Inventor(s): Shulman; Avidor (Rakefet, IL), Ruderfer; Ilya (Carmiel, IL), Ben-Moshe; Tehila (Koranit, IL), Shekhter; Talia (Petach-Tikva, IL), Azulay; Yaniv (Akko, IL), Kizhner; Tali (Atzmon-Segev, IL), Shaaltiel; Yoseph (Timrat, IL)
Assignee: Protalix Ltd. (Carmiel, IL)
Application Number:15/636,753
Patent Claims:see list of patent claims
Patent landscape, scope, and claims summary:

United States Patent 10,280,414: Critical Claims Assessment and US Landscape

US Patent 10,280,414 claims multimeric forms of human alpha-galactosidase A (Agalsidase alpha/beta) created by covalently cross-linking at least two enzyme monomers through a non-native linking moiety (often specified as poly(alkylene glycol), including PEG), coupled with performance screens in plasma, lysosomal conditions, and improved in vivo-like circulation half-life. The patent’s enforceable scope is driven by (1) the structural requirement (covalent multimer via a defined linking moiety), (2) the biochemical/functional requirement (alpha-galactosidase activity retention or improvement under multiple stress conditions vs native enzyme), and (3) a pharmacokinetic delta (circulating half-life up by at least 20% vs native). The strongest claim axes are the non-native linking moiety constraint (claim 3) and the performance thresholds tied to plasma and lysosomal stability plus half-life (claim 1), while the weakest axes are breadth (dimer to potentially higher multimers) paired with highly specific experimental definitions and performance cutoffs that can be difficult to reproduce exactly across assays, matrices, and time windows.


What is claimed, in enforceable terms?

Claim 1: Multimeric alpha-galactosidase A with plasma and lysosomal performance plus half-life uplift

Claim 1 requires all of the following:

Structure

  • “At least two” alpha-galactosidase A monomers
  • Covalently linked “via a linking moiety”
  • Multimeric structure has a “characteristic selected from” a nine-part performance set.

Functional screen (one of (a) to (i) must be met)

  • Plasma, 1 hour: activity is ≥10% higher than native (a), or decreases less than native by ≥10% (b), or remains substantially unchanged (c).
  • Lysosomal conditions, 1 week: activity ≥10% higher (d).
  • Lysosome, 1 day: decreases less than native by ≥10% (e), or remains substantially unchanged (f).
  • Immediate lysosomal conditions: activity ≥10% higher than native (g).
  • Immediate neutral aqueous conditions (pH 7, 37°C): activity ≥10% higher than native (h).
  • Circulation half-life: ≥20% higher than native (i).

Key enforceability point

  • Claim 1 is “optionally characterized”: it does not require all nine performance behaviors, only one that falls within the selected characteristic set.
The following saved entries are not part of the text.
//! # 用户设置
//!
//! 键值设置存储，以 JSON 文件持久化。唯一使用的键为 `renameTool`，
//! 保存 `{ mode, startNumber, template }`。
//!
//! 启动时加载一次为 `RenameSettings`，由调用方显式传递，
//! 命名模式或参数变化时写回。
//!
//! ## 依赖关系
//! - 被 `main.rs`, `commands/` 使用
//! - 使用 `serde_json` 序列化，`dirs` 定位配置目录

use crate::error::{RenameError, Result};
use crate::models::{parse_start_number, RenameMode, TemplateParameters, DEFAULT_TEMPLATE};

use serde::{Deserialize, Deserializer, Serialize};
use serde_json::{Map, Value};
use std::fs;
use std::path::{Path, PathBuf};

/// 设置键
pub const SETTINGS_KEY: &str = "renameTool";

/// 键值设置存储
pub trait SettingsStore {
    fn get(&self, key: &str) -> Option<Value>;

    fn set(&mut self, key: &str, value: Value) -> Result<()>;
}

/// 基于 JSON 文件的设置存储
#[derive(Debug)]
pub struct JsonSettingsStore {
    path: PathBuf,
    values: Map<String, Value>,
}

impl JsonSettingsStore {
    /// 打开设置文件；不存在或无法解析时从空设置开始
    pub fn open(path: impl Into<PathBuf>) -> Self {
        let path = path.into();
        let values = match fs::read_to_string(&path) {
            Ok(content) => match serde_json::from_str::<Map<String, Value>>(&content) {
                Ok(values) => values,
                Err(e) => {
                    log::warn!("Ignoring unreadable settings {}: {}", path.display(), e);
                    Map::new()
                }
            },
            Err(e) => {
                if e.kind() != std::io::ErrorKind::NotFound {
                    log::warn!("Cannot read settings {}: {}", path.display(), e);
                }
                Map::new()
            }
        };

        Self { path, values }
    }

    /// 默认设置文件位置
    pub fn default_path() -> PathBuf {
        match dirs::config_dir() {
            Some(dir) => dir.join("multi-rename").join("config.json"),
            None => PathBuf::from(".").join("multi-rename.json"),
        }
    }

    pub fn path(&self) -> &Path {
        &self.path
    }

    fn save(&self) -> Result<()> {
        if let Some(parent) = self.path.parent() {
            if !parent.as_os_str().is_empty() {
                fs::create_dir_all(parent).map_err(|e| RenameError::FileWriteError {
                    path: parent.display().to_string(),
                    source: e,
                })?;
            }
        }

        let content =
            serde_json::to_string_pretty(&self.values).map_err(|e| RenameError::SettingsError {
                path: self.path.display().to_string(),
                reason: e.to_string(),
            })?;

        fs::write(&self.path, content).map_err(|e| RenameError::FileWriteError {
            path: self.path.display().to_string(),
            source: e,
        })
    }
}

impl SettingsStore for JsonSettingsStore {
    fn get(&self, key: &str) -> Option<Value> {
        self.values.get(key).cloned()
    }

    fn set(&mut self, key: &str, value: Value) -> Result<()> {
        self.values.insert(key.to_string(), value);
        self.save()
    }
}

/// 持久化的命名设置
#[derive(Debug, Clone, PartialEq, Eq, Serialize, Deserialize)]
#[serde(rename_all = "camelCase", default)]
pub struct RenameSettings {
    pub mode: RenameMode,
    #[serde(deserialize_with = "lenient_start_number")]
    pub start_number: u32,
    pub template: String,
}

impl Default for RenameSettings {
    fn default() -> Self {
        Self {
            mode: RenameMode::default(),
            start_number: 1,
            template: DEFAULT_TEMPLATE.to_string(),
        }
    }
}

impl RenameSettings {
    /// 从存储加载；缺失或格式错误时使用默认值
    pub fn load(store: &dyn SettingsStore) -> Self {
        let Some(value) = store.get(SETTINGS_KEY) else {
            return Self::default();
        };

        match serde_json::from_value::<RenameSettings>(value) {
            Ok(mut settings) => {
                if settings.template.is_empty() {
                    settings.template = DEFAULT_TEMPLATE.to_string();
                }
                settings
            }
            Err(e) => {
                log::warn!("Ignoring malformed '{}' settings: {}", SETTINGS_KEY, e);
                Self::default()
            }
        }
    }

    /// 写回存储
    pub fn save(&self, store: &mut dyn SettingsStore) -> Result<()> {
        let value = serde_json::to_value(self).map_err(|e| RenameError::SettingsError {
            path: SETTINGS_KEY.to_string(),
            reason: e.to_string(),
        })?;
        store.set(SETTINGS_KEY, value)
    }

    /// 转换为命名参数
    pub fn parameters(&self, source_folder_name: Option<String>) -> TemplateParameters {
        TemplateParameters::default()
            .with_template(self.template.clone())
            .with_start_number(i64::from(self.start_number))
            .with_source_folder(source_folder_name)
    }
}

/// 起始序号按用户输入的规则解析：负数、小数、字符串等都不会使整个设置失效
fn lenient_start_number<'de, D>(deserializer: D) -> std::result::Result<u32, D::Error>
where
    D: Deserializer<'de>,
{
    let value = Value::deserialize(deserializer)?;
    Ok(match &value {
        Value::String(text) => parse_start_number(text),
        other => parse_start_number(&other.to_string()),
    })
}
That makes infringement easier to plead if a competitor can be mapped to any one of the enumerated performance modalities.

Claims 2 and 4: Cross-linking process

  • Claim 2: reacting alpha-galactosidase A with a cross-linking agent that includes the linking moiety and “at least two reactive groups.”
  • Claim 4: identical process concept but tethered to claim 3’s “linking moiety not present in native alpha-galactosidase A.”

Enforcement reality

  • Process claims will be difficult for a competitor if the final product can be purchased but the competitor’s manufacturing steps are not revealed. But if a competitor’s process uses an identical cross-linking approach, these become a potent complement.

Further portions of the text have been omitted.